Quickstart¶
This section describes a minimal example. First, create daskperiment.Experiment instance. This instance controlls an experiment, a chain of functions to output value and a collection of input variables.
Note
Unrelated logs are omitted in following examples.
>>> import numpy as np
>>> import daskperiment
>>> ex = daskperiment.Experiment(id='quickstart_pj')
...
>>> ex
Experiment(id: quickstart_pj, trial_id: 0, backend: LocalBackend('daskperiment_cache/quickstart_pj'))
Then, use Experiment.parameter method to define parameters (input variables for the experiment).
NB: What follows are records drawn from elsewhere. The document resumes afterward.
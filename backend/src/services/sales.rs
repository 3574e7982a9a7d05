//! Sale reconciliation: every sale, reversal and metadata edit is one atomic
//! unit against the item it touches

use chrono::{DateTime, Duration, NaiveDate, Utc};
use rust_decimal::Decimal;
use serde::{Deserialize, Serialize};
use shared::analytics::SalesTotals;
use shared::{
    validation, MovementType, PaymentMethod, Sale, SaleAmounts, SaleDetail, StockMovement,
};
use uuid::Uuid;
use validator::Validate;

use super::{clean, ensure, start_of_day};
use crate::error::{AppError, AppResult};
use crate::store::{DynStore, SaleFilter};

pub const SALE_REVERSAL_NOTE: &str = "Sale reversal";

/// Sale service for recording and reversing sales
#[derive(Clone)]
pub struct SaleService {
    store: DynStore,
}

/// Input for recording a sale
#[derive(Debug, Clone, Deserialize, Validate)]
pub struct RecordSaleInput {
    pub item_id: Uuid,
    pub quantity: i32,
    /// Defaults to the item's current selling price
    pub unit_price: Option<Decimal>,
    pub payment_method: Option<PaymentMethod>,
    #[validate(length(max = 255, message = "Customer name must not exceed 255 characters"))]
    pub customer_name: Option<String>,
    pub customer_phone: Option<String>,
    #[validate(length(max = 1000, message = "Notes must not exceed 1000 characters"))]
    pub notes: Option<String>,
}

/// Post-hoc edit of customer-facing sale metadata. Quantity, prices and totals
/// cannot be changed once recorded.
#[derive(Debug, Clone, Default, Deserialize, Validate)]
pub struct UpdateSaleInput {
    pub payment_method: Option<PaymentMethod>,
    #[validate(length(max = 255, message = "Customer name must not exceed 255 characters"))]
    pub customer_name: Option<String>,
    pub customer_phone: Option<String>,
    #[validate(length(max = 1000, message = "Notes must not exceed 1000 characters"))]
    pub notes: Option<String>,
}

impl UpdateSaleInput {
    fn is_empty(&self) -> bool {
        self.payment_method.is_none()
            && self.customer_name.is_none()
            && self.customer_phone.is_none()
            && self.notes.is_none()
    }
}

/// Sale list filter; both dates are inclusive calendar days
#[derive(Debug, Clone, Default, Deserialize)]
pub struct SaleQuery {
    pub from: Option<NaiveDate>,
    pub to: Option<NaiveDate>,
    pub item_id: Option<Uuid>,
}

impl SaleQuery {
    fn filter(&self) -> SaleFilter {
        SaleFilter {
            from: self.from.map(start_of_day),
            to: self.to.map(|date| start_of_day(date + Duration::days(1))),
            item_id: self.item_id,
        }
    }
}

/// Sales with their totals
#[derive(Debug, Clone, Serialize)]
pub struct SaleList {
    pub sales: Vec<SaleDetail>,
    pub summary: SalesTotals,
}

fn check_phone(phone: Option<&str>) -> AppResult<()> {
    match phone.filter(|p| !p.is_empty()) {
        Some(phone) => ensure("customer_phone", validation::validate_ethiopian_phone(phone)),
        None => Ok(()),
    }
}

impl SaleService {
    /// Create a new SaleService instance
    pub fn new(store: DynStore) -> Self {
        Self { store }
    }

    /// Record a sale: check stock under the item lock, snapshot the cost
    /// price, then write the sale, the decrement and the movement together.
    pub async fn record_sale(
        &self,
        owner_id: Uuid,
        input: RecordSaleInput,
        now: DateTime<Utc>,
    ) -> AppResult<SaleDetail> {
        input.validate()?;
        ensure("quantity", validation::validate_sale_quantity(input.quantity))?;
        if let Some(unit_price) = input.unit_price {
            ensure("unit_price", validation::validate_unit_price(unit_price))?;
        }
        check_phone(input.customer_phone.as_deref())?;

        let mut tx = self.store.begin().await?;
        let mut item = tx
            .lock_item(owner_id, input.item_id)
            .await?
            .ok_or_else(|| AppError::NotFound("Inventory item".to_string()))?;

        if input.quantity > item.quantity {
            tracing::warn!(
                owner_id = %owner_id,
                item_id = %item.id,
                available = item.quantity,
                requested = input.quantity,
                "Sale rejected: insufficient stock"
            );
            return Err(AppError::InsufficientStock {
                item_id: item.id,
                available: item.quantity,
                requested: input.quantity,
            });
        }

        let unit_price = input
            .unit_price
            .map(validation::to_money)
            .unwrap_or(item.selling_price);
        let amounts = SaleAmounts::compute(input.quantity, unit_price, item.cost_price)
            .map_err(|message| AppError::validation("quantity", message))?;
        let sale = Sale {
            id: Uuid::new_v4(),
            owner_id,
            item_id: item.id,
            quantity: input.quantity,
            unit_price,
            cost_price: item.cost_price,
            total_amount: amounts.total_amount,
            profit_amount: amounts.profit_amount,
            payment_method: input.payment_method.unwrap_or_default(),
            customer_name: clean(input.customer_name),
            customer_phone: clean(input.customer_phone),
            notes: clean(input.notes),
            sale_date: now,
        };
        tx.insert_sale(&sale).await?;

        let previous = item.quantity;
        item.quantity -= sale.quantity;
        item.updated_at = now;
        tx.update_item(&item).await?;

        let movement = StockMovement::record(
            owner_id,
            item.id,
            MovementType::Sale,
            previous,
            item.quantity,
            now,
        )
        .with_sale(sale.id);
        tx.insert_movement(&movement).await?;
        tx.commit().await?;

        tracing::info!(
            owner_id = %owner_id,
            sale_id = %sale.id,
            item_id = %item.id,
            quantity = sale.quantity,
            total = %sale.total_amount,
            "Sale recorded"
        );

        Ok(SaleDetail {
            sale,
            item_name: item.name,
            item_unit: item.unit,
            category: item.category,
        })
    }

    /// Undo a sale: restore stock, log a return movement and delete the sale.
    /// Rejected as a whole when the item is no longer active.
    pub async fn reverse_sale(&self, owner_id: Uuid, sale_id: Uuid, now: DateTime<Utc>) -> AppResult<()> {
        let mut tx = self.store.begin().await?;
        let sale = tx
            .lock_sale(owner_id, sale_id)
            .await?
            .ok_or_else(|| AppError::NotFound("Sale".to_string()))?;
        let mut item = tx
            .lock_item(owner_id, sale.item_id)
            .await?
            .ok_or_else(|| AppError::NotFound("Inventory item".to_string()))?;

        let previous = item.quantity;
        item.quantity = previous.saturating_add(sale.quantity);
        item.updated_at = now;
        tx.update_item(&item).await?;

        let movement = StockMovement::record(
            owner_id,
            item.id,
            MovementType::Return,
            previous,
            item.quantity,
            now,
        )
        .with_sale(sale.id)
        .with_note(SALE_REVERSAL_NOTE);
        tx.insert_movement(&movement).await?;
        tx.delete_sale(owner_id, sale.id).await?;
        tx.commit().await?;

        tracing::info!(
            owner_id = %owner_id,
            sale_id = %sale_id,
            item_id = %item.id,
            quantity = sale.quantity,
            "Sale reversed"
        );
        Ok(())
    }

    /// Change customer-facing metadata of a recorded sale
    pub async fn update_sale(
        &self,
        owner_id: Uuid,
        sale_id: Uuid,
        input: UpdateSaleInput,
    ) -> AppResult<SaleDetail> {
        input.validate()?;
        if input.is_empty() {
            return Err(AppError::validation("sale", "No fields to update"));
        }
        check_phone(input.customer_phone.as_deref())?;

        let mut tx = self.store.begin().await?;
        let mut sale = tx
            .lock_sale(owner_id, sale_id)
            .await?
            .ok_or_else(|| AppError::NotFound("Sale".to_string()))?;

        if let Some(payment_method) = input.payment_method {
            sale.payment_method = payment_method;
        }
        if input.customer_name.is_some() {
            sale.customer_name = clean(input.customer_name);
        }
        if input.customer_phone.is_some() {
            sale.customer_phone = clean(input.customer_phone);
        }
        if input.notes.is_some() {
            sale.notes = clean(input.notes);
        }
        tx.update_sale(&sale).await?;
        tx.commit().await?;

        tracing::info!(owner_id = %owner_id, sale_id = %sale_id, "Sale metadata updated");
        self.get_sale(owner_id, sale_id).await
    }

    pub async fn get_sale(&self, owner_id: Uuid, sale_id: Uuid) -> AppResult<SaleDetail> {
        self.store
            .find_sale(owner_id, sale_id)
            .await?
            .ok_or_else(|| AppError::NotFound("Sale".to_string()))
    }

    /// Sales matching the query, newest first, with their totals
    pub async fn list_sales(&self, owner_id: Uuid, query: &SaleQuery) -> AppResult<SaleList> {
        let sales = self.store.list_sales(owner_id, &query.filter()).await?;
        let summary = SalesTotals::from_sales(sales.iter().map(|detail| &detail.sale));
        Ok(SaleList { sales, summary })
    }
}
The actual value of each parameter can be changed in every trial.
>>> a = ex.parameter('a')
>>> b = ex.parameter('b')
>>> a
Parameter(a: Undefined)
Next, define each experiment step (function) by decorating with Experiment instance (@ex).
Note that the function to output the final result (mostly objective value to be minimized or maximized) must be decorated with Experiment.result. The chain of these functions are expressed as Dask.Delayed instance.
>>> @ex
>>> def prepare_data(a, b):
>>> return a + b
>>> @ex.result
>>> def calculate_score(s):
>>> return 10 / s
>>> d = prepare_data(a, b)
>>> s = calculate_score(d)
>>> s
Delayed('calculate_score-ebe2d261-8903-45e1-b224-72b4c886e4c5')
Thus, you can visualize computation graph via .visualize method.
>>> s.visualize()
Use Experiment.set_parameters method to set parameters for a trial. After setting parameters, Parameter variable and experiment result can be computable.
Parameters are recommended to be a scalar (or lightweight value) because these are stored as history (for example, passing filename as a parameter is preffered rather than passing DataFrame).
>>> ex.set_parameters(a=1, b=2)
...
>>> s.compute()
... [INFO] Started Experiment (trial id=1)
...
... [INFO] Finished Experiment (trial id=1)
...
3.3333333333333335
You can update any parameters for next trial. Every trials can be distinguished by trial id.
>>> ex.set_parameters(b=3)
>>> s.compute()
...
... [INFO] Started Experiment (trial id=2)
...
... [INFO] Finished Experiment (trial id=2)
...
2.5
After some trials, you can retrieve parameter values specifying trial id.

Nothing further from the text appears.